Imagine a story filled with infidelity, domestic violence, alcohol abuse, serial law-breaking, a fatal hit-and-run, a shocking murder and suicide by gun. Hardly sounds like wholesome fare for kids, but “The Great Gatsby” is one of the most widely assigned novels in U.S. high schools. These elements, of course, serve F. Scott Fitzgerald’s message about the dangers of an American Dream he saw as an unhealthy illusion. He wanted readers to understand the violence inherent in a class system that pretends not to be rigid, that rewards a few privileged winners and punishes many losers. Parents don’t generally complain about “Gatsby,” plenty of students embrace it, and educators understand its literary and historical value.
That contemporary texts prompt more complaints from conservatives suggests that some parents’ fears have more to do with what they perceive as a new social threat than with the content of an actual text, never mind its effect on children. The American Library Association’s list of most challenged books is confirming and provocative. In 2019, nine of the ten books most often banned from or challenged in schools or libraries were those related to sex or gender — almost all due to their LGBTQ+ characters and themes. In 2020, the year in which George Floyd’s murder precipitated a wave of protests, the focus shifted, and more titles were challenged based on content related to race and “anti-police views.”
Lost in the fray is how students experience the books they’re asked to read. Mine would ask if they could read a book with a happy ending. Other than “Jane Eyre,” they rarely had the chance; most books deemed great and packing school book rooms communicate life’s heavier themes and a gimlet-eyed view of human nature. Teachers tell me that their students can find that the assigned literature, especially in high school, is depressing or distressing because it’s too close to home. Having lost several classmates to gun violence last year, a student in Texas teacher Chanea Bond’s class asked not to have to read a novel in which Black children are shot. If we’re worrying about what upsets students, perhaps we should listen to them.

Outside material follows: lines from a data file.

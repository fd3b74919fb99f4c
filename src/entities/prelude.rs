pub use super::anime_documents::Entity as AnimeDocuments;
pub use super::response_cache::Entity as ResponseCache;
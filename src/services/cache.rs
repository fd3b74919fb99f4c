//! Time-boxed response caching behind a swappable trait.

use crate::db::Store;
use serde_json::Value;
use std::collections::HashMap;
use std::time::{Duration, Instant};
use tokio::sync::RwLock;
use tracing::warn;

/// Key to `(value, expiry)` cache injected into services that memoize upstream reads.
///
/// Implementations swallow their own storage failures: a broken cache behaves
/// like an empty one.
#[async_trait::async_trait]
pub trait TtlCache: Send + Sync {
    async fn get(&self, key: &str) -> Option<Value>;

    async fn set(&self, key: &str, value: Value, ttl: Duration);

    async fn invalidate(&self, key: &str);
}

/// In-process cache. Entries vanish on restart.
#[derive(Default)]
pub struct MemoryCache {
    entries: RwLock<HashMap<String, (Value, Instant)>>,
}

impl MemoryCache {
    #[must_use]
    pub fn new() -> Self {
        Self::default()
    }
}

#[async_trait::async_trait]
impl TtlCache for MemoryCache {
    async fn get(&self, key: &str) -> Option<Value> {
        {
            let entries = self.entries.read().await;
            match entries.get(key) {
                Some((value, expires_at)) if Instant::now() < *expires_at => {
                    return Some(value.clone());
                }
                None => return None,
                Some(_) => {}
            }
        }

        self.entries.write().await.remove(key);
        None
    }

    async fn set(&self, key: &str, value: Value, ttl: Duration) {
        let expires_at = Instant::now() + ttl;
        self.entries
            .write()
            .await
            .insert(key.to_string(), (value, expires_at));
    }

    async fn invalidate(&self, key: &str) {
        self.entries.write().await.remove(key);
    }
}

/// Cache persisted in the `response_cache` table, shared across restarts.
pub struct StoreCache {
    store: Store,
}

impl StoreCache {
    #[must_use]
    pub const fn new(store: Store) -> Self {
        Self { store }
    }
}

#[async_trait::async_trait]
impl TtlCache for StoreCache {
    async fn get(&self, key: &str) -> Option<Value> {
        match self.store.get_cached_response(key).await {
            Ok(Some(raw)) => serde_json::from_str(&raw).ok(),
            Ok(None) => None,
            Err(e) => {
                warn!(key = %key, "Cache read failed: {e:#}");
                None
            }
        }
    }

    async fn set(&self, key: &str, value: Value, ttl: Duration) {
        let raw = value.to_string();
        if let Err(e) = self.store.cache_response(key, &raw, ttl).await {
            warn!(key = %key, "Cache write failed: {e:#}");
        }
    }

    async fn invalidate(&self, key: &str) {
        if let Err(e) = self.store.invalidate_cached_response(key).await {
            warn!(key = %key, "Cache invalidation failed: {e:#}");
        }
    }
}
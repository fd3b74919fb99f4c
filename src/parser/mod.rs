pub mod label;
pub mod links;
pub mod obfuscation;

use regex::Regex;
use std::sync::OnceLock;

pub(crate) fn get_regex(re: &'static OnceLock<Regex>, pattern: &str) -> &'static Regex {
    re.get_or_init(|| Regex::new(pattern).expect("Invalid regex pattern defined in code"))
}

/// Removes markup tags, decodes entities and collapses whitespace.
#[must_use]
pub fn strip_tags(fragment: &str) -> String {
    static RE: OnceLock<Regex> = OnceLock::new();
    let without_tags = get_regex(&RE, r"(?s)<[^>]*>").replace_all(fragment, " ");
    let decoded = html_escape::decode_html_entities(&without_tags);
    decoded.split_whitespace().collect::<Vec<_>>().join(" ")
}

#[cfg(test)]
mod tests {
    use super::*;

    #[test]
    fn strips_nested_markup() {
        assert_eq!(
            strip_tags("<span class=\"x\">SubsPlease</span>\n  &middot; <b>1080p</b>"),
            "SubsPlease · 1080p"
        );
        assert_eq!(strip_tags("   "), "");
    }
}
//! Reverses the base-N substitution cipher that redirector pages wrap their
//! download form in.
//!
//! The page ships a packed call of the shape
//! `("<encoded>",N,"<alphabet>",<offset>,<base>,N)`. Every token of the
//! encoded string is a base-`base` numeral spelled with the first `base`
//! characters of the alphabet; tokens are separated by `alphabet[base]`.

use super::get_regex;
use regex::Regex;
use std::sync::OnceLock;

/// Highest code unit the cipher ever produces (exclusive).
const CODE_UNIT_LIMIT: u64 = 65_536;

/// Payloads this short are matches on unrelated script fragments.
const MIN_PAYLOAD_LEN: usize = 10;

fn double_quoted_regex() -> &'static Regex {
    static RE: OnceLock<Regex> = OnceLock::new();
    get_regex(
        &RE,
        r#"\(\s*"([^"]+)"\s*,\s*\d+\s*,\s*"([^"]+)"\s*,\s*(\d+)\s*,\s*(\d+)\s*,\s*\d+[a-zA-Z]?\s*\)"#,
    )
}

fn single_quoted_regex() -> &'static Regex {
    static RE: OnceLock<Regex> = OnceLock::new();
    get_regex(
        &RE,
        r"\(\s*'([^']+)'\s*,\s*\d+\s*,\s*'([^']+)'\s*,\s*(\d+)\s*,\s*(\d+)\s*,\s*\d+[a-zA-Z]?\s*\)",
    )
}

/// Decodes `encoded` with the given cipher parameters.
///
/// Tokens that do not map to a valid code point are dropped rather than
/// reported, so a corrupted payload yields a partial string.
#[must_use]
pub fn decode(encoded: &str, alphabet: &str, offset: u32, base: u32) -> String {
    let symbols: Vec<char> = alphabet.chars().collect();
    let Ok(base_idx) = usize::try_from(base) else {
        return String::new();
    };
    let Some(&separator) = symbols.get(base_idx) else {
        return String::new();
    };
    let digits = &symbols[..base_idx];

    encoded
        .split(separator)
        .filter(|token| !token.is_empty())
        .filter_map(|token| decode_token(token, digits, u64::from(base), u64::from(offset)))
        .collect()
}

fn decode_token(token: &str, digits: &[char], base: u64, offset: u64) -> Option<char> {
    let mut value: u64 = 0;
    for c in token.chars() {
        let Some(digit) = digits.iter().position(|d| *d == c) else {
            continue;
        };
        value = value.checked_mul(base)?.checked_add(digit as u64)?;
    }

    let code = value.checked_sub(offset)?;
    if code == 0 || code >= CODE_UNIT_LIMIT {
        return None;
    }
    char::from_u32(u32::try_from(code).ok()?)
}

/// Cipher parameters lifted out of a redirector page.
#[derive(Debug, Clone, PartialEq, Eq)]
pub struct PackedPayload {
    pub encoded: String,
    pub alphabet: String,
    pub offset: u32,
    pub base: u32,
}

impl PackedPayload {
    #[must_use]
    pub fn decode(&self) -> String {
        decode(&self.encoded, &self.alphabet, self.offset, self.base)
    }
}

/// Finds the packed call in a page body, trying the double-quoted form first.
#[must_use]
pub fn find_packed_payload(body: &str) -> Option<PackedPayload> {
    let flattened: String = body.chars().filter(|c| *c != '\n' && *c != '\r').collect();

    [double_quoted_regex(), single_quoted_regex()]
        .into_iter()
        .find_map(|re| {
            re.captures_iter(&flattened).find_map(|caps| {
                let encoded = caps.get(1)?.as_str();
                if encoded.len() <= MIN_PAYLOAD_LEN {
                    return None;
                }
                Some(PackedPayload {
                    encoded: encoded.to_string(),
                    alphabet: caps.get(2)?.as_str().to_string(),
                    offset: caps.get(3)?.as_str().parse().ok()?,
                    base: caps.get(4)?.as_str().parse().ok()?,
                })
            })
        })
}

/// The form action URL and the hidden `_token` carried by a decoded payload.
#[derive(Debug, Clone, PartialEq, Eq)]
pub struct DecodedForm {
    pub action: String,
    pub token: String,
}

#[must_use]
pub fn extract_form(decoded: &str) -> Option<DecodedForm> {
    static ACTION: OnceLock<Regex> = OnceLock::new();
    static TOKEN: OnceLock<Regex> = OnceLock::new();

    let action = get_regex(&ACTION, r#"["'](https?://[^"']+)["']"#)
        .captures(decoded)?
        .get(1)?
        .as_str();
    let token = get_regex(&TOKEN, r#"name=["']_token["'][^>]*?value=["']([^"']+)["']"#)
        .captures(decoded)?
        .get(1)?
        .as_str();
    Some(DecodedForm {
        action: action.to_string(),
        token: token.to_string(),
    })
}
use sea_orm_migration::prelude::*;

mod m20260301_initial;
mod m20260305_add_response_cache;

pub struct Migrator;

#[async_trait::async_trait]
impl MigratorTrait for Migrator {
    fn migrations() -> Vec<Box<dyn MigrationTrait>> {
        vec![
            Box::new(m20260301_initial::Migration),
            Box::new(m20260305_add_response_cache::Migration),
        ]
    }
}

I’m not suggesting we begin censoring violent texts to avoid student discomfort. Educators know that discomfort is essential to learning. The point is that many adults are worrying more about what makes them uncomfortable, and less about how kids actually feel — or what may genuinely be harmful. Teaching in the pandemic prompted me to listen more closely to my students’ concerns. Always interested in characters and situations they could relate to, in these dark days, what they most wanted was hope. The fact is that research tells us what today’s students worry about, and it’s at great odds with the concerns codified in “divisive concepts” legislation.
Now teachers find themselves fending off more book challenges encouraged by punitive laws crafted in a feedback loop designed to appease inflamed right-wing voters: Of the nearly 900 public comments on Tennessee’s new law censoring classroom teaching about racism and sexism, just two came from Tennessee students.
Politicians who want children to feel safe have the power to actually make them safer. They could, for example, reduce the number of guns and amount of traffic on our streets. (According to Gun Violence Archive data, almost 300 children were shot and killed in 2020 — double 2019’s numbers — and thousands more were killed or injured.) It’s hard to take lawmakers and other officials’ “safety” worries seriously when they seem to begin and end with banned book lists.
Parents and educators should be able to do what they have largely always done without the interference of politicians or the threat of costly state sanctions: listen to each other’s concerns as education professionals shape and reshape curriculums to meet the needs of today’s students. These two groups of adults, who professionally and personally know children best, can work together to make sure students are learning safely. But we can’t do it while imagining what the children are thinking and feeling as though they are just characters in our drama. We have to ask them.